The science behind this child-rearing phenomena has been thoroughly explained in the Expat Since Birth blog by Ute Limacher-Riebold, a mother of three multilingual children, PhD in French medieval literature & linguistics and Master in Bilingualism.

Here are excerpts from Miss Ute’s blog post, “How Many Languages Can A Child Learn?”,

Early exposure to languages is ideal

Laura-Ann Petitto: a developmental cognitive neuroscientist, known for her discoveries involving languages

“The task of acquiring a language later in life, when we’ve already acquired our first language (and learned it at school) is a different, much harder task,” she says on her blog.  Ute quoted Laura-Ann Petitto, a developmental cognitive neuroscientist and Language Professor at the University of Toronto, that “if children are exposed to languages later in life, different parts of the brain are involved because ‘the part of the brain that is responsible for processing language is on a maturational timetable.”

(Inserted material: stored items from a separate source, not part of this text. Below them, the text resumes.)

//! "Turbulence of Transition": one country's democracy and growth series
//! drawn against two independent y axes.
//!
//! With two axes the crossing point of the lines is entirely a product of
//! the chosen domains. The distorted preset truncates the democracy axis,
//! turns the growth axis upside down and shortens the window, so a small
//! slide in democracy reads as a collapse mirrored by an economic rebound.

use serde::{Deserialize, Serialize};
use std::collections::BTreeMap;
use tracing::{debug, instrument, warn};

use super::{count_clipped, AxisDomain, Chart, ChartConfig, ChartVariant};
use crate::core::filter::YearRange;
use crate::core::row::{DerivedRow, Field};
use crate::error::{LensError, Result};

/// Entities tried in order when no entity is configured.
pub const PREFERRED_ENTITIES: [&str; 5] = [
    "India",
    "Brazil",
    "United States of America",
    "South Africa",
    "Indonesia",
];

#[derive(Debug, Clone, PartialEq, Serialize, Deserialize)]
pub struct DualAxisConfig {
    pub variant: ChartVariant,
    /// Fixed entity; when unset one is picked with [`select_entity`].
    pub entity: Option<String>,
    pub preferred: Vec<String>,
    pub years: YearRange,
    pub left_field: Field,
    pub right_field: Field,
    pub left_axis: AxisDomain,
    pub right_axis: AxisDomain,
    /// The full range each series can take, against which truncation is
    /// measured.
    pub left_natural: AxisDomain,
    pub right_natural: AxisDomain,
}

impl ChartConfig for DualAxisConfig {
    fn honest() -> Self {
        Self {
            variant: ChartVariant::Honest,
            entity: None,
            preferred: PREFERRED_ENTITIES.iter().map(|s| s.to_string()).collect(),
            years: YearRange::new(2000, 2019),
            left_field: Field::Polyarchy,
            right_field: Field::GdpGrowth,
            left_axis: AxisDomain::new(0.0, 1.0),
            right_axis: AxisDomain::new(0.0, 10.0),
            left_natural: AxisDomain::new(0.0, 1.0),
            right_natural: AxisDomain::new(0.0, 10.0),
        }
    }

    fn distorted() -> Self {
        Self {
            variant: ChartVariant::Distorted,
            entity: Some("India".to_string()),
            years: YearRange::new(2014, 2019),
            left_axis: AxisDomain::new(0.4, 0.65),
            right_axis: AxisDomain::new(2.0, 7.0).inverted(),
            ..Self::honest()
        }
    }

    fn variant(&self) -> ChartVariant {
        self.variant
    }

    fn validate(&self) -> Result<()> {
        self.years.validate()?;
        self.left_axis.validate()?;
        self.right_axis.validate()?;
        self.left_natural.validate()?;
        self.right_natural.validate()
    }
}

impl DualAxisConfig {
    pub fn with_entity(mut self, entity: impl Into<String>) -> Self {
        self.entity = Some(entity.into());
        self
    }

    pub fn with_years(mut self, start: i32, end: i32) -> Self {
        self.years = YearRange::new(start, end);
        self
    }
}

#[derive(Debug, Clone, Copy, PartialEq, Serialize, Deserialize)]
pub struct SeriesPoint {
    pub year: i32,
    pub value: f64,
}

/// What an axis shows relative to its natural range.
#[derive(Debug, Clone, Copy, PartialEq, Serialize, Deserialize)]
#[serde(rename_all = "camelCase")]
pub struct AxisReport {
    pub domain: AxisDomain,
    pub natural: AxisDomain,
    /// Domain span over natural span; 1 for an honest full-range axis.
    pub share_of_natural: Option<f64>,
    /// How many times larger a change looks than on the natural axis.
    pub amplification: Option<f64>,
    /// Points drawn off-canvas.
    pub clipped: usize,
}

impl AxisReport {
    fn new(domain: AxisDomain, natural: AxisDomain, values: &[SeriesPoint]) -> Self {
        let share_of_natural = domain.share_of(&natural);
        Self {
            domain,
            natural,
            share_of_natural,
            amplification: share_of_natural.filter(|s| *s > 0.0).map(|s| 1.0 / s),
            clipped: count_clipped(values.iter().map(|p| p.value), Some(&domain)),
        }
    }
}

#[derive(Debug, Clone, PartialEq, Serialize, Deserialize)]
#[serde(rename_all = "camelCase")]
pub struct DualAxisSummary {
    pub variant: ChartVariant,
    /// `None` when no entity has data in the window.
    pub entity: Option<String>,
    pub years: YearRange,
    pub left: Vec<SeriesPoint>,
    pub right: Vec<SeriesPoint>,
    pub left_axis: AxisReport,
    pub right_axis: AxisReport,
}

/// Picks the entity to plot: the first of `preferred` with a democracy
/// reading inside `years`, otherwise the entity with the most such
/// readings (alphabetically first on ties).
pub fn select_entity(rows: &[DerivedRow], preferred: &[String], years: YearRange) -> Option<String> {
    let mut coverage: BTreeMap<&str, usize> = BTreeMap::new();
    for row in rows {
        if years.contains(row.year()) && row.row.polyarchy.is_some() {
            *coverage.entry(row.country()).or_default() += 1;
        }
    }

    if let Some(name) = preferred.iter().find(|name| coverage.contains_key(name.as_str())) {
        return Some(name.clone());
    }

    // max_by_key keeps the last maximum, so walk names in reverse
    coverage
        .iter()
        .rev()
        .max_by_key(|(_, count)| **count)
        .map(|(name, _)| name.to_string())
}

/// Builds the dual-axis time series.
#[instrument(skip(rows, config), fields(rows = rows.len(), variant = %config.variant))]
pub fn turbulence_of_transition(rows: &[DerivedRow], config: &DualAxisConfig) -> Result<DualAxisSummary> {
    config.validate()?;
    if config.left_field == config.right_field {
        return Err(LensError::configuration(format!(
            "both axes plot {}",
            config.left_field
        )));
    }

    let entity = match &config.entity {
        Some(name) => Some(name.clone()),
        None => select_entity(rows, &config.preferred, config.years),
    };

    let mut series: Vec<&DerivedRow> = match &entity {
        Some(name) => rows
            .iter()
            .filter(|row| row.country() == name && config.years.contains(row.year()))
            .filter(|row| row.value(config.left_field).is_some())
            .collect(),
        None => Vec::new(),
    };
    series.sort_by_key(|row| row.year());

    if series.is_empty() {
        warn!(entity = ?entity, "No series data in window");
    }

    let points = |field: Field| -> Vec<SeriesPoint> {
        series
            .iter()
            .filter_map(|row| {
                Some(SeriesPoint {
                    year: row.year(),
                    value: row.value(field)?,
                })
            })
            .collect()
    };
    let left = points(config.left_field);
    let right = points(config.right_field);

    let left_axis = AxisReport::new(config.left_axis, config.left_natural, &left);
    let right_axis = AxisReport::new(config.right_axis, config.right_natural, &right);
    debug!(
        entity = ?entity,
        left = left.len(),
        right = right.len(),
        left_amplification = ?left_axis.amplification,
        "Computed dual-axis series"
    );

    Ok(DualAxisSummary {
        variant: config.variant,
        entity,
        years: config.years,
        left,
        right,
        left_axis,
        right_axis,
    })
}

/// Marker type for the dual-axis time series.
pub struct TurbulenceOfTransition;

impl Chart for TurbulenceOfTransition {
    type Config = DualAxisConfig;
    type Summary = DualAxisSummary;

    const NAME: &'static str = "turbulence_of_transition";

    fn summarize(rows: &[DerivedRow], config: &DualAxisConfig) -> Result<DualAxisSummary> {
        turbulence_of_transition(rows, config)
    }
}

#[cfg(test)]
mod tests {
    use super::*;
    use crate::core::row::PanelRow;

    fn row(country: &str, year: i32, polyarchy: Option<f64>, growth: Option<f64>) -> DerivedRow {
        let mut row = PanelRow::new(country, year);
        row.polyarchy = polyarchy;
        row.gdp_growth = growth;
        DerivedRow::underived(row)
    }

    fn panel() -> Vec<DerivedRow> {
        let mut rows = Vec::new();
        for year in (2000..=2019).rev() {
            let t = f64::from(year - 2000);
            rows.push(row("India", year, Some(0.6 - 0.005 * t), Some(5.0 + 0.1 * t)));
            rows.push(row("Chile", year, Some(0.8), Some(3.0)));
        }
        rows.push(row("India", 2020, Some(0.44), Some(-6.6)));
        rows.push(row("India", 2013, None, Some(6.4)));
        rows
    }

    #[test]
    fn test_select_entity_prefers_list_order() {
        let preferred = vec!["Brazil".to_string(), "Chile".to_string(), "India".to_string()];
        let selected = select_entity(&panel(), &preferred, YearRange::new(2000, 2019));
        assert_eq!(selected.as_deref(), Some("Chile"));
    }

    #[test]
    fn test_select_entity_falls_back_to_coverage() {
        let mut rows = panel();
        rows.push(row("Zambia", 2001, Some(0.3), None));
        let selected = select_entity(&rows, &[], YearRange::new(2000, 2000));
        // Chile and India tie on one reading each; alphabetical order wins
        assert_eq!(selected.as_deref(), Some("Chile"));
        assert_eq!(select_entity(&rows, &[], YearRange::new(1900, 1901)), None);
    }

    #[test]
    fn test_honest_series_are_sorted_and_full_range() {
        let summary = turbulence_of_transition(&panel(), &DualAxisConfig::honest()).unwrap();
        assert_eq!(summary.entity.as_deref(), Some("India"));
        assert_eq!(summary.left.len(), 20);
        assert_eq!(summary.left[0].year, 2000);
        assert_eq!(summary.left[19].year, 2019);
        assert_eq!(summary.left_axis.share_of_natural, Some(1.0));
        assert_eq!(summary.left_axis.clipped, 0);
        assert!(!summary.right_axis.domain.inverted);
    }

    #[test]
    fn test_distorted_truncates_and_inverts() {
        let summary = turbulence_of_transition(&panel(), &DualAxisConfig::distorted()).unwrap();
        assert_eq!(summary.left.len(), 6);
        assert_eq!(summary.left[0].year, 2014);

        let share = summary.left_axis.share_of_natural.unwrap();
        assert!((share - 0.25).abs() < 1e-12);
        assert!((summary.left_axis.amplification.unwrap() - 4.0).abs() < 1e-9);
        assert!(summary.right_axis.domain.inverted);
        assert!((summary.right_axis.share_of_natural.unwrap() - 0.5).abs() < 1e-12);
    }

    #[test]
    fn test_growth_series_needs_a_democracy_reading() {
        // 2013 has growth but no polyarchy, so it is not part of the series
        let config = DualAxisConfig::honest().with_entity("India").with_years(2013, 2014);
        let summary = turbulence_of_transition(&panel(), &config).unwrap();
        assert_eq!(summary.right.len(), 1);
        assert_eq!(summary.right[0].year, 2014);
    }

    #[test]
    fn test_unknown_entity_yields_empty_series() {
        let config = DualAxisConfig::honest().with_entity("Atlantis");
        let summary = turbulence_of_transition(&panel(), &config).unwrap();
        assert!(summary.left.is_empty());
        assert!(summary.right.is_empty());
    }

    #[test]
    fn test_same_field_on_both_axes_is_rejected() {
        let mut config = DualAxisConfig::honest();
        config.right_field = Field::Polyarchy;
        assert!(turbulence_of_transition(&panel(), &config).is_err());
    }
}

She further quoted Petitto that “early exposure is necessary for good syntactic competence, (and) for really good phonological competence.”

How much exposure?

Many people wonder about the quantity of time someone should talk a language – or more than one – per day. There is no fixed amount of time, it really depends on how fluent you want your child to be. While many people throw around a 20% of time statistic, apparently, the human brain doesn’t work on quantity but on quality. 

She quoted Petitto that “regular systematical exposure is more important than the amount of time of the exposure.” Exposure to “stable users across different contexts which are rich and varied’ will help a child to reach fluency.”

“Exposure at school only is not enough to become utterly fluent. It has to be enriched by ‘cultural material, linguistic material, movies., etc’ also outside the schooldays.” Petitto added.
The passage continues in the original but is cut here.